=== Try it ===
Copy out every entry precisely.

-- Records for the task follows --

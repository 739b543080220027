//! Compiled-in initial tuning tables.
//!
//! The tables are plain `static` literal trees. [`crate::catalog`] turns
//! them into owned [`Region`]s once, on first use.
//!
//! Mux shorthands follow the column order of scan initial tuning files:
//!
//! ```text
//! S freq pol sr fec
//! T freq bw fec_hp fec_lp mod transmission-mode guard-interval hierarchy
//! C freq sr fec mod
//! ```

mod cable;
mod satellite;
mod terrestrial;

use crate::types::*;

/// Static form of a [`Region`].
pub(crate) struct RegionTable {
    pub name: &'static str,
    pub code: Option<&'static str>,
    pub networks: &'static [NetworkTable],
}

/// Static form of a [`Network`].
pub(crate) struct NetworkTable {
    pub name: &'static str,
    pub muxes: &'static [Mux],
}

impl RegionTable {
    pub(crate) fn to_region(&self) -> Region {
        Region::new(
            self.name,
            self.code.map(str::to_string),
            self.networks.iter().map(NetworkTable::to_network).collect(),
        )
    }
}

impl NetworkTable {
    pub(crate) fn to_network(&self) -> Network {
        Network::new(self.name, self.muxes.to_vec())
    }
}

/// Get the compiled-in table of a delivery system.
pub(crate) fn tables(system: DeliverySystem) -> &'static [RegionTable] {
    match system {
        DeliverySystem::Satellite => satellite::REGIONS,
        DeliverySystem::Terrestrial => terrestrial::REGIONS,
        DeliverySystem::Cable => cable::REGIONS,
    }
}

const fn s(frequency: u32, polarisation: Polarisation, symbol_rate: u32, fec: CodeRate) -> Mux {
    Mux::Satellite(SatelliteMux {
        frequency,
        polarisation,
        symbol_rate,
        fec,
    })
}

#[allow(clippy::too_many_arguments)]
const fn t(
    frequency: u32,
    bandwidth: Bandwidth,
    code_rate_hp: CodeRate,
    code_rate_lp: CodeRate,
    constellation: Modulation,
    transmission_mode: TransmissionMode,
    guard_interval: GuardInterval,
    hierarchy: Hierarchy,
) -> Mux {
    Mux::Terrestrial(TerrestrialMux {
        frequency,
        bandwidth,
        code_rate_hp,
        code_rate_lp,
        constellation,
        transmission_mode,
        guard_interval,
        hierarchy,
    })
}

const fn c(frequency: u32, symbol_rate: u32, fec: CodeRate, modulation: Modulation) -> Mux {
    Mux::Cable(CableMux {
        frequency,
        symbol_rate,
        fec,
        modulation,
    })
}

// Column tokens.
const H: Polarisation = Polarisation::Horizontal;
const V: Polarisation = Polarisation::Vertical;

const FEC_NONE: CodeRate = CodeRate::None;
const FEC_1_2: CodeRate = CodeRate::Fec1_2;
const FEC_2_3: CodeRate = CodeRate::Fec2_3;
const FEC_3_4: CodeRate = CodeRate::Fec3_4;
const FEC_5_6: CodeRate = CodeRate::Fec5_6;
const FEC_7_8: CodeRate = CodeRate::Fec7_8;
const FEC_AUTO: CodeRate = CodeRate::Auto;

const QAM16: Modulation = Modulation::Qam16;
const QAM64: Modulation = Modulation::Qam64;
const QAM128: Modulation = Modulation::Qam128;
const QAM256: Modulation = Modulation::Qam256;
const QAM_AUTO: Modulation = Modulation::Auto;

const BW8: Bandwidth = Bandwidth::Mhz8;
const BW7: Bandwidth = Bandwidth::Mhz7;
const BW6: Bandwidth = Bandwidth::Mhz6;

const TM2K: TransmissionMode = TransmissionMode::Mode2k;
const TM8K: TransmissionMode = TransmissionMode::Mode8k;

const GI1_32: GuardInterval = GuardInterval::Gi1_32;
const GI1_16: GuardInterval = GuardInterval::Gi1_16;
const GI1_8: GuardInterval = GuardInterval::Gi1_8;
const GI1_4: GuardInterval = GuardInterval::Gi1_4;
const GI_AUTO: GuardInterval = GuardInterval::Auto;

const HIER_NONE: Hierarchy = Hierarchy::None;
const HIER_2: Hierarchy = Hierarchy::Alpha2;

#[cfg(test)]
mod tests {
    use super::*;

    #[test]
    fn test_every_system_has_regions() {
        for system in DeliverySystem::ALL {
            assert!(!tables(system).is_empty(), "{} has no regions", system);
        }
    }

    #[test]
    fn test_mux_variants_match_table() {
        for system in DeliverySystem::ALL {
            for region in tables(system) {
                for network in region.networks {
                    for mux in network.muxes {
                        assert_eq!(
                            mux.delivery_system(),
                            system,
                            "{} / {}: {}",
                            region.name,
                            network.name,
                            mux
                        );
                    }
                }
            }
        }
    }

    #[test]
    fn test_to_region_keeps_order() {
        let table = &tables(DeliverySystem::Terrestrial)[0];
        let region = table.to_region();
        assert_eq!(region.name, table.name);
        assert_eq!(region.networks.len(), table.networks.len());
        for (network, network_table) in region.networks.iter().zip(table.networks) {
            assert_eq!(network.name, network_table.name);
            assert_eq!(network.muxes.as_slice(), network_table.muxes);
        }
    }
}
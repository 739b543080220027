pub mod catalog;
pub mod file;

pub use catalog::{cmd_muxes, cmd_networks, cmd_plan, cmd_regions, cmd_stats};
pub use file::{cmd_export, cmd_verify};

-- Records for the task concluded --

=== Task output ===
repository 739b543080220027
//! Compiled-in initial tuning tables.
//!
//! The tables are plain `static` literal trees. [`crate::catalog`] turns
//! them into owned [`Region`]s once, on first use.
//!
//! Mux shorthands follow the column order of scan initial tuning files:
//!
//! ```text
//! S freq pol sr fec
//! T freq bw fec_hp fec_lp mod transmission-mode guard-interval hierarchy
//! C freq sr fec mod
//! ```

mod cable;
mod satellite;
mod terrestrial;

use crate::types::*;

/// Static form of a [`Region`].
pub(crate) struct RegionTable {
    pub name: &'static str,
    pub code: Option<&'static str>,
    pub networks: &'static [NetworkTable],
}

/// Static form of a [`Network`].
pub(crate) struct NetworkTable {
    pub name: &'static str,
    pub muxes: &'static [Mux],
}

impl RegionTable {
    pub(crate) fn to_region(&self) -> Region {
        Region::new(
            self.name,
            self.code.map(str::to_string),
            self.networks.iter().map(NetworkTable::to_network).collect(),
        )
    }
}

impl NetworkTable {
    pub(crate) fn to_network(&self) -> Network {
        Network::new(self.name, self.muxes.to_vec())
    }
}

/// Get the compiled-in table of a delivery system.
pub(crate) fn tables(system: DeliverySystem) -> &'static [RegionTable] {
    match system {
        DeliverySystem::Satellite => satellite::REGIONS,
        DeliverySystem::Terrestrial => terrestrial::REGIONS,
        DeliverySystem::Cable => cable::REGIONS,
    }
}

const fn s(frequency: u32, polarisation: Polarisation, symbol_rate: u32, fec: CodeRate) -> Mux {
    Mux::Satellite(SatelliteMux {
        frequency,
        polarisation,
        symbol_rate,
        fec,
    })
}

#[allow(clippy::too_many_arguments)]
const fn t(
    frequency: u32,
    bandwidth: Bandwidth,
    code_rate_hp: CodeRate,
    code_rate_lp: CodeRate,
    constellation: Modulation,
    transmission_mode: TransmissionMode,
    guard_interval: GuardInterval,
    hierarchy: Hierarchy,
) -> Mux {
    Mux::Terrestrial(TerrestrialMux {
        frequency,
        bandwidth,
        code_rate_hp,
        code_rate_lp,
        constellation,
        transmission_mode,
        guard_interval,
        hierarchy,
    })
}

const fn c(frequency: u32, symbol_rate: u32, fec: CodeRate, modulation: Modulation) -> Mux {
    Mux::Cable(CableMux {
        frequency,
        symbol_rate,
        fec,
        modulation,
    })
}

// Column tokens.
const H: Polarisation = Polarisation::Horizontal;
const V: Polarisation = Polarisation::Vertical;

const FEC_NONE: CodeRate = CodeRate::None;
const FEC_1_2: CodeRate = CodeRate::Fec1_2;
const FEC_2_3: CodeRate = CodeRate::Fec2_3;
const FEC_3_4: CodeRate = CodeRate::Fec3_4;
const FEC_5_6: CodeRate = CodeRate::Fec5_6;
const FEC_7_8: CodeRate = CodeRate::Fec7_8;
const FEC_AUTO: CodeRate = CodeRate::Auto;

const QAM16: Modulation = Modulation::Qam16;
const QAM64: Modulation = Modulation::Qam64;
const QAM128: Modulation = Modulation::Qam128;
const QAM256: Modulation = Modulation::Qam256;
const QAM_AUTO: Modulation = Modulation::Auto;

const BW8: Bandwidth = Bandwidth::Mhz8;
const BW7: Bandwidth = Bandwidth::Mhz7;
const BW6: Bandwidth = Bandwidth::Mhz6;

const TM2K: TransmissionMode = TransmissionMode::Mode2k;
const TM8K: TransmissionMode = TransmissionMode::Mode8k;

const GI1_32: GuardInterval = GuardInterval::Gi1_32;
const GI1_16: GuardInterval = GuardInterval::Gi1_16;
const GI1_8: GuardInterval = GuardInterval::Gi1_8;
const GI1_4: GuardInterval = GuardInterval::Gi1_4;
const GI_AUTO: GuardInterval = GuardInterval::Auto;

const HIER_NONE: Hierarchy = Hierarchy::None;
const HIER_2: Hierarchy = Hierarchy::Alpha2;

#[cfg(test)]
mod tests {
    use super::*;

    #[test]
    fn test_every_system_has_regions() {
        for system in DeliverySystem::ALL {
            assert!(!tables(system).is_empty(), "{} has no regions", system);
        }
    }

    #[test]
    fn test_mux_variants_match_table() {
        for system in DeliverySystem::ALL {
            for region in tables(system) {
                for network in region.networks {
                    for mux in network.muxes {
                        assert_eq!(
                            mux.delivery_system(),
                            system,
                            "{} / {}: {}",
                            region.name,
                            network.name,
                            mux
                        );
                    }
                }
            }
        }
    }

    #[test]
    fn test_to_region_keeps_order() {
        let table = &tables(DeliverySystem::Terrestrial)[0];
        let region = table.to_region();
        assert_eq!(region.name, table.name);
        assert_eq!(region.networks.len(), table.networks.len());
        for (network, network_table) in region.networks.iter().zip(table.networks) {
            assert_eq!(network.name, network_table.name);
            assert_eq!(network.muxes.as_slice(), network_table.muxes);
        }
    }
}
repository 739b543080220027
pub mod catalog;
pub mod file;

pub use catalog::{cmd_muxes, cmd_networks, cmd_plan, cmd_regions, cmd_stats};
pub use file::{cmd_export, cmd_verify};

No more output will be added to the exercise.